In further evidence of the huge financial pressure on NHS organisations, the Health Service Journal calculated that integrated care systems are being asked to make eyewatering efficiency savings of around 6% this year; much higher than the 4% demanded (and generally missed) before Covid-19.
Against this background, Matthew Taylor, the chief executive of the NHS Confederation called for a “new social contract” on health to mark NHS75 in July. He said there needed to be a “reset” between the centre and local organisations and the service and the public. And more money.
The government published its recovery plan for access to primary care, with £240 million for cloud telephony and digital communications. The plan includes targets for using the NHS App for records access, booking and repeat prescriptions that look ambitious.
Many GP practices have not enabled the functionality planned under the GP Access programme, and public use of the NHS App has stalled. Interestingly, online triage and GP consultation provider Babylon announced plans to go back private this week after a disastrous floatation. Although it once threatened to disrupt NHS primary care, it is now focused on the US.
The government imposed a pay deal on NHS staff covered by the Agenda for Change framework, after a majority of unions on the NHS Staff Council voted to accept it. The Royal College of Nursing and Unite may still take more strike action and doctors are not covered.
In big news for NHS IT, NHS England announced that director of transformation Tim Ferris will return to the US at the end of the summer. A new National Improvement Board and Digital Policy Unit look set to take on a lot of the work of his directorate, which absorbed NHSX and NHS Digital.
Centre-left think-tank the Institute for Public Policy Research issued a paper calculating the economic impact of physical and mental ill-health on the UK. It called for a “mission” to reverse recent trends and make the UK the healthiest country in the world within 30 years.

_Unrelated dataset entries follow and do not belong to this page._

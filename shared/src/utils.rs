use crate::types::FieldErrors;

pub fn validate_note(title: &str, body: &str) -> FieldErrors {
    FieldErrors {
        title: title.trim().is_empty(),
        body: body.trim().is_empty(),
    }
}

/// Rolling hash of the title's UTF-16 code units, folded into a color hue.
/// Same title always lands on the same hue.
pub fn title_hue(title: &str) -> i32 {
    let mut hash: i32 = 0;
    for unit in title.encode_utf16() {
        hash = (unit as i32).wrapping_add(hash.wrapping_shl(5).wrapping_sub(hash));
    }
    hash.rem_euclid(360)
}

pub fn note_background(title: &str) -> String {
    format!("hsl({}, 70%, 80%)", title_hue(title))
}

#[cfg(test)]
mod tests {
    use super::{note_background, title_hue, validate_note};

    #[test]
    fn accepts_filled_fields() {
        let errors = validate_note("Groceries", "milk, eggs");
        assert!(errors.is_valid());
        assert!(!errors.title);
        assert!(!errors.body);
    }

    #[test]
    fn flags_blank_title_only() {
        let errors = validate_note("   ", "still a body");
        assert!(!errors.is_valid());
        assert!(errors.title);
        assert!(!errors.body);
    }

    #[test]
    fn flags_blank_body_only() {
        let errors = validate_note("still a title", "\n\t ");
        assert!(!errors.is_valid());
        assert!(!errors.title);
        assert!(errors.body);
    }

    #[test]
    fn flags_both_empty_fields() {
        let errors = validate_note("", "");
        assert!(errors.title);
        assert!(errors.body);
    }

    #[test]
    fn hue_is_deterministic() {
        assert_eq!(title_hue("Groceries"), title_hue("Groceries"));
        assert_eq!(title_hue("заметка"), title_hue("заметка"));
    }

    #[test]
    fn hue_stays_in_range() {
        for title in ["", "A", "Groceries", "a much longer note title", "числа и 記号 ❌"] {
            let hue = title_hue(title);
            assert!((0..360).contains(&hue), "{title:?} -> {hue}");
        }
    }

    #[test]
    fn hue_of_single_code_unit_is_the_code_point() {
        assert_eq!(title_hue("A"), 65);
        assert_eq!(title_hue(""), 0);
    }

    #[test]
    fn background_renders_hsl_shape() {
        assert_eq!(note_background(""), "hsl(0, 70%, 80%)");
        assert_eq!(note_background("A"), "hsl(65, 70%, 80%)");
    }
}
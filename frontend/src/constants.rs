pub static PROP_PLACEHOLDER: &'static str = "placeholder";
pub static PROP_TITLE: &'static str = "title";
pub static PROP_ROLE: &'static str = "role";
pub static PROP_NAME: &'static str = "name";
pub static PROP_TYPE: &'static str = "type";

pub static PROP_ROLE_BUTTON: &'static str = "button";

pub static TAG_DIV: &'static str = "div";
pub static TAG_SPAN: &'static str = "span";
pub static TAG_INPUT: &'static str = "input";
pub static TAG_BUTTON: &'static str = "button";
pub mod app_notes;
use dominator::{Dom, html};
use wasm_bindgen::JsValue;

use crate::constants::TAG_SPAN;

fn css_class(label: &str) -> String {
    format!("note-date__{label}")
}

pub fn note_date(created_at: &str) -> Dom {
    html!(TAG_SPAN, {
        .class(css_class("label"))
        .text(&format!("Created at: {}", format_timestamp(created_at)))
    })
}

// total over any input: an unparseable value renders as "Invalid Date"
pub fn format_timestamp(value: &str) -> String {
    let date = js_sys::Date::new(&JsValue::from_str(value));
    String::from(date.to_locale_string("default", &JsValue::UNDEFINED))
}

Meanwhile, the ADASS called for immediate action to rescue social care which, it warned, is now “close to breaking point.” In health tech news, former Cabinet minister David Davis raised concerns about the NHS Federated Data Platform, the Covid-19 app closed down, and a roadmap for the NHS.uk website was published.

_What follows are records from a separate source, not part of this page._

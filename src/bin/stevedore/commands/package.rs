//! `stevedore package` - build and stage artifacts into a package layout.

use std::path::PathBuf;

use anyhow::Result;

use stevedore::core::platform::BuildType;
use stevedore::ops::{self, BuildRequest};
use stevedore::util::diagnostic::{emit, Diagnostic};
use stevedore::util::fs::dir_is_populated;
use stevedore::util::{CancelToken, GlobalContext};

use crate::cli::PackageArgs;
use crate::commands::load_descriptor;

pub fn execute(
    args: PackageArgs,
    manifest_path: Option<&PathBuf>,
    ctx: &GlobalContext,
    token: &CancelToken,
) -> Result<()> {
    let descriptor = load_descriptor(ctx, manifest_path)?;

    // Packaging is not atomic on failure; a fresh destination avoids
    // stale leftovers mixing with a partial run.
    if dir_is_populated(&args.out) {
        emit(
            &Diagnostic::warning(format!(
                "package destination {} is not empty",
                args.out.display()
            ))
            .with_context("packaging into a fresh directory is recommended"),
            ctx.color(),
        );
    }

    let request = BuildRequest {
        option_overrides: args.options,
        run_tests: args.test,
        build_type: if args.release {
            BuildType::Release
        } else {
            BuildType::Debug
        },
        package_out: Some(args.out.clone()),
        plan_only: false,
        verbose: ctx.is_verbose(),
    };

    let report = ops::run(ctx, &descriptor, &request, token)?;

    let staged = report.package.map(|p| p.file_count()).unwrap_or(0);
    eprintln!(
        "    Packaged {} v{} ({} file(s) in {})",
        descriptor.name,
        descriptor.version,
        staged,
        args.out.display()
    );
    Ok(())
}
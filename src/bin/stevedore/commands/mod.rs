//! Command implementations.

pub mod build;
pub mod package;

use std::path::PathBuf;

use anyhow::{bail, Result};

use stevedore::core::descriptor::{Descriptor, DESCRIPTOR_NAME};
use stevedore::util::GlobalContext;

/// Locate and load the descriptor for this invocation.
pub fn load_descriptor(ctx: &GlobalContext, manifest_path: Option<&PathBuf>) -> Result<Descriptor> {
    let path = match manifest_path {
        Some(path) => path.clone(),
        None => match Descriptor::find(ctx.cwd()) {
            Some(path) => path,
            None => bail!(
                "could not find {} in {} or any parent directory",
                DESCRIPTOR_NAME,
                ctx.cwd().display()
            ),
        },
    };
    Descriptor::load(&path, ctx.env())
}
//! Stevedore - a dependency-aware build and package orchestrator for
//! native libraries.
//!
//! This crate provides the core library functionality for stevedore:
//! dependency resolution, native build configuration and execution, test
//! running, and artifact packaging.

pub mod builder;
pub mod core;
pub mod ops;
pub mod packager;
pub mod resolver;
pub mod sources;
pub mod util;

pub use self::core::{
    BuildOptions, BuildPlan, BuildType, Descriptor, Platform, Requirement, ResolvedDependency,
};

pub use ops::{BuildRequest, PipelineError, PipelineReport};
pub use util::{CancelToken, GlobalContext};
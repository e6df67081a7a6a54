//! Artifact copy rules.
//!
//! Packaging is data, not imperative copying: an [`ArtifactSet`] is an
//! ordered table of [`CopyRule`]s that can be validated and tested without
//! touching the filesystem.

use serde::{Deserialize, Serialize};

/// A single copy rule: glob files under `src_subdir` into `dest_subdir`.
#[derive(Debug, Clone, PartialEq, Eq, Serialize, Deserialize)]
#[serde(deny_unknown_fields)]
pub struct CopyRule {
    /// Subdirectory of the build output root to match under ("" = root).
    #[serde(default)]
    pub src_subdir: String,

    /// Glob pattern, relative to `src_subdir` (e.g. `**/*.a`).
    pub pattern: String,

    /// Destination subdirectory inside the package output root.
    pub dest_subdir: String,

    /// Preserve the relative path below the match root; false flattens to
    /// just the file name.
    #[serde(default)]
    pub keep_path: bool,
}

impl CopyRule {
    /// Create a flattening rule.
    pub fn flatten(pattern: &str, dest_subdir: &str) -> Self {
        CopyRule {
            src_subdir: String::new(),
            pattern: pattern.to_string(),
            dest_subdir: dest_subdir.to_string(),
            keep_path: false,
        }
    }

    /// Create a path-preserving rule.
    pub fn keep(pattern: &str, dest_subdir: &str) -> Self {
        CopyRule {
            keep_path: true,
            ..Self::flatten(pattern, dest_subdir)
        }
    }
}

/// An ordered set of copy rules defining the package layout.
#[derive(Debug, Clone, Default, PartialEq, Eq, Serialize, Deserialize)]
pub struct ArtifactSet {
    pub rules: Vec<CopyRule>,
}

impl ArtifactSet {
    /// The canonical layout: headers into `include/`, static and shared
    /// libraries into `lib/`, dynamic-loadable binaries into `bin/`.
    pub fn default_layout() -> Self {
        ArtifactSet {
            rules: vec![
                CopyRule::keep("**/*.h", "include"),
                CopyRule::keep("**/*.hpp", "include"),
                CopyRule::flatten("**/*.a", "lib"),
                CopyRule::flatten("**/*.lib", "lib"),
                CopyRule::flatten("**/*.so", "lib"),
                CopyRule::flatten("**/*.dylib", "lib"),
                CopyRule::flatten("**/*.dll", "bin"),
            ],
        }
    }

    /// Runtime artifacts a resolved dependency contributes to the build
    /// tree: dynamic-loadable binaries staged flat into `bin/` so built and
    /// test executables can load them.
    pub fn runtime_imports() -> Self {
        ArtifactSet {
            rules: vec![
                CopyRule::flatten("**/*.dll", "bin"),
                CopyRule::flatten("**/*.dylib", "bin"),
            ],
        }
    }

    /// Append descriptor-declared rules after the defaults.
    pub fn with_extra_rules(mut self, extra: &[CopyRule]) -> Self {
        self.rules.extend(extra.iter().cloned());
        self
    }
}

#[cfg(test)]
mod tests {
    use super::*;

    #[test]
    fn test_default_layout_targets() {
        let set = ArtifactSet::default_layout();

        let headers: Vec<_> = set
            .rules
            .iter()
            .filter(|r| r.dest_subdir == "include")
            .collect();
        assert!(headers.iter().all(|r| r.keep_path));

        let libs: Vec<_> = set
            .rules
            .iter()
            .filter(|r| r.dest_subdir == "lib")
            .collect();
        assert!(libs.iter().all(|r| !r.keep_path));
        assert!(libs.iter().any(|r| r.pattern.ends_with("*.a")));
        assert!(libs.iter().any(|r| r.pattern.ends_with("*.lib")));

        assert!(set
            .rules
            .iter()
            .any(|r| r.dest_subdir == "bin" && r.pattern.ends_with("*.dll")));
    }

    #[test]
    fn test_runtime_imports_target_bin() {
        let set = ArtifactSet::runtime_imports();

        assert!(set
            .rules
            .iter()
            .all(|r| r.dest_subdir == "bin" && !r.keep_path));
        assert!(set.rules.iter().any(|r| r.pattern.ends_with("*.dll")));
        assert!(set.rules.iter().any(|r| r.pattern.ends_with("*.dylib")));
    }

    #[test]
    fn test_with_extra_rules_preserves_order() {
        let extra = vec![CopyRule::flatten("**/*.pdb", "lib")];
        let set = ArtifactSet::default_layout().with_extra_rules(&extra);

        assert_eq!(set.rules.last().unwrap().pattern, "**/*.pdb");
    }

    #[test]
    fn test_rule_toml_round_trip() {
        let rule: CopyRule = toml::from_str(
            r#"
pattern = "**/*.dll"
dest_subdir = "bin"
"#,
        )
        .unwrap();

        assert_eq!(rule.src_subdir, "");
        assert!(!rule.keep_path);
        assert_eq!(rule.dest_subdir, "bin");
    }
}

Parliament returned, but there was no immediate political impetus to end the wave of NHS strikes, which look set to resume over the early May bank holiday. Labour unveiled a plan to reform primary care, but new figures suggested that downloads and use of the NHS App have stalled – with many GP practices switching off access to appointment booking.
NHS England picked a partner to redevelop the NHS Spine for the cloud and microservices era. And trusts continued to pilot app-based pre-hab, home testing, and remote monitoring ideas.